[Stored data entries]

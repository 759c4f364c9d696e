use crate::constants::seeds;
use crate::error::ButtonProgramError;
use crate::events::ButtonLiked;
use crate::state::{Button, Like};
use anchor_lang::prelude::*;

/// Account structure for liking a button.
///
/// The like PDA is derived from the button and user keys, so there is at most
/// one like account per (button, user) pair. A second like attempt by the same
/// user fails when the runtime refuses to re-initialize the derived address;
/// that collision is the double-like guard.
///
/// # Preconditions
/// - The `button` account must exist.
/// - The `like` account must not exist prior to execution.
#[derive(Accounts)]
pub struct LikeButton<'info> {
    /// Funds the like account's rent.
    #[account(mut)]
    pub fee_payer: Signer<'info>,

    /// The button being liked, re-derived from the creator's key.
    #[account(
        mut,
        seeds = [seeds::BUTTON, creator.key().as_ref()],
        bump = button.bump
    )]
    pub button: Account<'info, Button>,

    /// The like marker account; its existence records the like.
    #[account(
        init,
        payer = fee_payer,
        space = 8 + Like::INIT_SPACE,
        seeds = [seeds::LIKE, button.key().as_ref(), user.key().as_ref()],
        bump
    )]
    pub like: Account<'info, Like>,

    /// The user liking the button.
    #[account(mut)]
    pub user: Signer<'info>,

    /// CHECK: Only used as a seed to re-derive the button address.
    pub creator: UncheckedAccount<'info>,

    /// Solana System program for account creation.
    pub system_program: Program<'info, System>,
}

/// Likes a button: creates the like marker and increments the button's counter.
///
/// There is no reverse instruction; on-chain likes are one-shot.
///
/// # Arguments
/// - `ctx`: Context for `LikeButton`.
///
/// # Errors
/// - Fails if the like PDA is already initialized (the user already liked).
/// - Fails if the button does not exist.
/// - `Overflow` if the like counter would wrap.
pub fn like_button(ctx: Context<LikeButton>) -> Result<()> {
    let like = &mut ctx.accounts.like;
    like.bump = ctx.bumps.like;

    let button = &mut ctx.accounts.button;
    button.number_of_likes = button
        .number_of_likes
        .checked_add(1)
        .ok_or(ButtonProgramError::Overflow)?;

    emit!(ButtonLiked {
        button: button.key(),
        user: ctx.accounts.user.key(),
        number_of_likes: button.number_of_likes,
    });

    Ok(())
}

→ **Work to complete**:
Write the entries out once more, exactly as they were given.

→ **Reply to the task**:
repository 759c4f364c9d696e
use crate::constants::seeds;
use crate::error::ButtonProgramError;
use crate::events::ButtonLiked;
use crate::state::{Button, Like};
use anchor_lang::prelude::*;

/// Account structure for liking a button.
///
/// The like PDA is derived from the button and user keys, so there is at most
/// one like account per (button, user) pair. A second like attempt by the same
/// user fails when the runtime refuses to re-initialize the derived address;
/// that collision is the double-like guard.
///
/// # Preconditions
/// - The `button` account must exist.
/// - The `like` account must not exist prior to execution.
#[derive(Accounts)]
pub struct LikeButton<'info> {
    /// Funds the like account's rent.
    #[account(mut)]
    pub fee_payer: Signer<'info>,

    /// The button being liked, re-derived from the creator's key.
    #[account(
        mut,
        seeds = [seeds::BUTTON, creator.key().as_ref()],
        bump = button.bump
    )]
    pub button: Account<'info, Button>,

    /// The like marker account; its existence records the like.
    #[account(
        init,
        payer = fee_payer,
        space = 8 + Like::INIT_SPACE,
        seeds = [seeds::LIKE, button.key().as_ref(), user.key().as_ref()],
        bump
    )]
    pub like: Account<'info, Like>,

    /// The user liking the button.
    #[account(mut)]
    pub user: Signer<'info>,

    /// CHECK: Only used as a seed to re-derive the button address.
    pub creator: UncheckedAccount<'info>,

    /// Solana System program for account creation.
    pub system_program: Program<'info, System>,
}

/// Likes a button: creates the like marker and increments the button's counter.
///
/// There is no reverse instruction; on-chain likes are one-shot.
///
/// # Arguments
/// - `ctx`: Context for `LikeButton`.
///
/// # Errors
/// - Fails if the like PDA is already initialized (the user already liked).
/// - Fails if the button does not exist.
/// - `Overflow` if the like counter would wrap.
pub fn like_button(ctx: Context<LikeButton>) -> Result<()> {
    let like = &mut ctx.accounts.like;
    like.bump = ctx.bumps.like;

    let button = &mut ctx.accounts.button;
    button.number_of_likes = button
        .number_of_likes
        .checked_add(1)
        .ok_or(ButtonProgramError::Overflow)?;

    emit!(ButtonLiked {
        button: button.key(),
        user: ctx.accounts.user.key(),
        number_of_likes: button.number_of_likes,
    });

    Ok(())
}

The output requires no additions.